Which is a very good question. Although, unfortunately, I think my answer will not only be lengthy (there are many points to consider) but also not what many would prefer to hear. At any rate, I have decided to break this issue down into a few posts.
In this first part, we will examine the standard of competency required to execute a valid POA.
The first thing to consider is that the donor (the person granting the POA) must be high functioning enough to be competent to make one.
When is it too late to give a power of attorney?Although written from the point of view of the more or less typical person, this excerpt still makes the point.
A - It is too late to give a power of attorney if you are not mentally competent. Competency is sometimes an issue where the person wishing to give a power of attorney is suffering from progressive dementia. In this situation, it may be necessary to get a medical opinion as to whether the person is competent.
In my opinion, if a person is capable of executing a valid POA then they probably don't need (or at least wouldn't qualify for) guardianship in the first place.
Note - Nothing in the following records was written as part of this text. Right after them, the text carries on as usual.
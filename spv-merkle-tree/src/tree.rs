use std::sync::Arc;

use spv_task_pool::TaskPool;
use tracing::debug;

use crate::{
    layout::{leaf_capacity, level_ranges, link_arena, node_count_for},
    Digest, LevelRange, MerkleHasher, MerkleTreeError, Node, PathEntry, RandomPadGenerator,
    Sha256Hasher, Side, TreeOptions, EMPTY_DIGEST,
};

/// A binary Merkle tree over a fixed number of leaves.
///
/// The tree is sized once by [`initialize`](Self::initialize) and never
/// resized. A tree with zero leaves is uninitialized: construction returns
/// an empty result, path selection returns `None` and verification returns
/// [`EMPTY_DIGEST`].
///
/// The tree owns its pad generator and, once a parallel construction ran,
/// its worker pool.
pub struct MerkleTree<H: MerkleHasher = Sha256Hasher> {
    leaf_count: usize,
    node_count: usize,
    pub(crate) options: TreeOptions,
    pub(crate) arena: Vec<Node>,
    pub(crate) levels: Vec<LevelRange>,
    pub(crate) hasher: Arc<H>,
    pub(crate) pads: RandomPadGenerator,
    pub(crate) pool: Option<TaskPool>,
}

impl MerkleTree<Sha256Hasher> {
    /// SHA-256 tree for `leaf_count` leaves with default options.
    pub fn new(leaf_count: usize) -> Result<Self, MerkleTreeError> {
        Self::with_hasher(leaf_count, Sha256Hasher, TreeOptions::default())
    }
}

impl Default for MerkleTree<Sha256Hasher> {
    fn default() -> Self {
        Self::uninitialized(Sha256Hasher, TreeOptions::default())
    }
}

impl<H: MerkleHasher> MerkleTree<H> {
    /// Tree for `leaf_count` leaves using `hasher` and `options`.
    pub fn with_hasher(
        leaf_count: usize,
        hasher: H,
        options: TreeOptions,
    ) -> Result<Self, MerkleTreeError> {
        let mut tree = Self::uninitialized(hasher, options);
        tree.initialize(leaf_count)?;
        Ok(tree)
    }

    /// A tree with no arena yet. Call [`initialize`](Self::initialize).
    pub fn uninitialized(hasher: H, options: TreeOptions) -> Self {
        let pads = match options.pad_seed {
            Some(seed) => RandomPadGenerator::from_seed(seed),
            None => RandomPadGenerator::new(),
        };
        MerkleTree {
            leaf_count: 0,
            node_count: 0,
            options,
            arena: Vec::new(),
            levels: Vec::new(),
            hasher: Arc::new(hasher),
            pads,
            pool: None,
        }
    }

    /// Replace the pad generator.
    pub fn with_pad_generator(mut self, pads: RandomPadGenerator) -> Self {
        self.pads = pads;
        self
    }

    /// Size the arena for `leaf_count` leaves and link every node.
    ///
    /// Zero leaves leaves the tree uninitialized. An initialized tree cannot
    /// be initialized again.
    pub fn initialize(&mut self, leaf_count: usize) -> Result<(), MerkleTreeError> {
        if self.is_initialized() {
            return Err(MerkleTreeError::AlreadyInitialized {
                leaf_count: self.leaf_count,
            });
        }
        if leaf_count == 0 {
            return Ok(());
        }
        let capacity =
            leaf_capacity(leaf_count).ok_or(MerkleTreeError::CapacityOverflow(leaf_count))?;
        let node_count =
            node_count_for(leaf_count).ok_or(MerkleTreeError::CapacityOverflow(leaf_count))?;
        let levels = level_ranges(capacity);
        self.arena = link_arena(&levels, node_count);
        self.levels = levels;
        self.leaf_count = leaf_count;
        self.node_count = node_count;
        debug!(
            leaf_count,
            node_count,
            levels = self.levels.len(),
            "merkle tree initialized"
        );
        Ok(())
    }

    /// Whether an arena has been allocated.
    pub fn is_initialized(&self) -> bool {
        self.leaf_count != 0
    }

    /// Number of leaves, 0 when uninitialized.
    pub fn leaf_count(&self) -> usize {
        self.leaf_count
    }

    /// Arena size in slots.
    pub fn node_count(&self) -> usize {
        self.node_count
    }

    /// Options the tree was created with.
    pub fn options(&self) -> &TreeOptions {
        &self.options
    }

    /// The arena slot at `offset`.
    pub fn node(&self, offset: usize) -> Option<&Node> {
        self.arena.get(offset)
    }

    /// Number of levels, leaves and root included.
    pub fn level_count(&self) -> usize {
        self.levels.len()
    }

    /// Arena range of `level` (0 = leaves).
    pub fn level_range(&self, level: usize) -> Option<LevelRange> {
        self.levels.get(level).copied()
    }

    /// Arena index of the root.
    pub fn root_offset(&self) -> Option<usize> {
        self.levels.last().map(|root| root.start)
    }

    /// The leaf at `leaf_offset` as a proof entry carrying its current digest.
    pub fn leaf_entry(&self, leaf_offset: usize) -> Option<PathEntry> {
        if leaf_offset >= self.leaf_count {
            return None;
        }
        Some(PathEntry::new(self.arena[leaf_offset].hash, 0, leaf_offset))
    }

    /// Pads recorded by the last construction run (`UseSpecialKeys` only).
    pub fn pad_ledger(&self) -> &[PathEntry] {
        self.pads.ledger()
    }

    /// Worker count of the pool kept from parallel construction, if any.
    pub fn pool_worker_count(&self) -> Option<usize> {
        self.pool.as_ref().map(TaskPool::worker_count)
    }

    /// Stop the worker pool. The next parallel construction starts a new one.
    pub fn shutdown_pool(&mut self) -> Result<(), MerkleTreeError> {
        if let Some(mut pool) = self.pool.take() {
            pool.shutdown()?;
        }
        Ok(())
    }

    /// Sibling digests from the leaf at `leaf_offset` up to the root.
    ///
    /// Entries are in leaf-to-root order, each tagged with its level and
    /// absolute arena offset. `None` for an out-of-range offset or an
    /// uninitialized tree.
    pub fn select_path(&self, leaf_offset: usize) -> Option<Vec<PathEntry>> {
        if leaf_offset >= self.leaf_count {
            return None;
        }
        let mut path = Vec::with_capacity(self.levels.len().saturating_sub(1));
        let mut offset = leaf_offset;
        let mut level = 0u32;
        let mut node = &self.arena[offset];
        while node.has_parent {
            let sibling = node.sibling_offset(offset);
            path.push(PathEntry::new(self.arena[sibling].hash, level, sibling));
            offset = node.parent_offset;
            node = &self.arena[offset];
            level += 1;
        }
        Some(path)
    }

    /// Recompute the root from `leaf` and its sibling `path`.
    ///
    /// Every path digest is first written into its arena slot, so afterwards
    /// those slots hold the supplied values, not the constructed ones.
    /// Returns [`EMPTY_DIGEST`] if the tree is uninitialized, the leaf offset
    /// is out of range, a path offset lies outside the arena, or hashing
    /// fails. Compare the result with a trusted root.
    pub fn verify(&mut self, leaf: &PathEntry, path: &[PathEntry]) -> Digest {
        self.recompute_root(leaf, path).unwrap_or(EMPTY_DIGEST)
    }

    /// Like [`verify`](Self::verify), but compares against `expected_root`
    /// and reports why verification failed.
    pub fn verify_root(
        &mut self,
        leaf: &PathEntry,
        path: &[PathEntry],
        expected_root: &Digest,
    ) -> Result<(), MerkleTreeError> {
        let computed = self.recompute_root(leaf, path)?;
        check_root(&computed, expected_root)
    }

    pub(crate) fn recompute_root(
        &mut self,
        leaf: &PathEntry,
        path: &[PathEntry],
    ) -> Result<Digest, MerkleTreeError> {
        self.check_leaf(leaf.absolute_offset)?;
        self.install(path)?;
        self.up_tree(leaf.absolute_offset, leaf.hash)
    }

    pub(crate) fn check_leaf(&self, leaf_offset: usize) -> Result<(), MerkleTreeError> {
        if !self.is_initialized() {
            return Err(MerkleTreeError::UninitializedTree);
        }
        if leaf_offset >= self.leaf_count {
            return Err(MerkleTreeError::OutOfRangeOffset {
                offset: leaf_offset,
                leaf_count: self.leaf_count,
            });
        }
        Ok(())
    }

    /// Overwrite the named slots. Nothing is written unless every offset is
    /// inside the arena.
    pub(crate) fn install(&mut self, entries: &[PathEntry]) -> Result<(), MerkleTreeError> {
        if let Some(bad) = entries
            .iter()
            .find(|entry| entry.absolute_offset >= self.node_count)
        {
            return Err(MerkleTreeError::InvalidPathEntry {
                offset: bad.absolute_offset,
                node_count: self.node_count,
            });
        }
        for entry in entries {
            self.arena[entry.absolute_offset].hash = entry.hash;
        }
        Ok(())
    }

    fn up_tree(&self, leaf_offset: usize, leaf_hash: Digest) -> Result<Digest, MerkleTreeError> {
        let mut hash = leaf_hash;
        let mut offset = leaf_offset;
        let mut level = 0u32;
        let mut node = &self.arena[offset];
        while node.has_parent {
            let sibling = &self.arena[node.sibling_offset(offset)].hash;
            let combined = match node.side {
                Side::Left => self.hasher.combine(&hash, sibling),
                Side::Right => self.hasher.combine(sibling, &hash),
            };
            level += 1;
            hash = combined.map_err(|source| MerkleTreeError::HashFailure { level, source })?;
            offset = node.parent_offset;
            node = &self.arena[offset];
        }
        Ok(hash)
    }
}

pub(crate) fn check_root(computed: &Digest, expected: &Digest) -> Result<(), MerkleTreeError> {
    if computed != expected {
        return Err(MerkleTreeError::RootMismatch {
            expected: hex::encode(expected),
            actual: hex::encode(computed),
        });
    }
    Ok(())
}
Meaning that, the way I see it, the law would take the view that if they are legally capable of executing a valid POA, they are legally competent to manage their own affairs.
But although I am fairly confident that the standard of competency required to execute a POA is the similar to the legal standard of competency to be able to enter into a contract, for example, I have come across a few lawyers who seem to think otherwise, that as long as the person has the ability to understand what they are signing, it is okay. Which would mean, if correct, that creating a "simplified" POA (simplified to the ability of understanding of the donor) would be effective.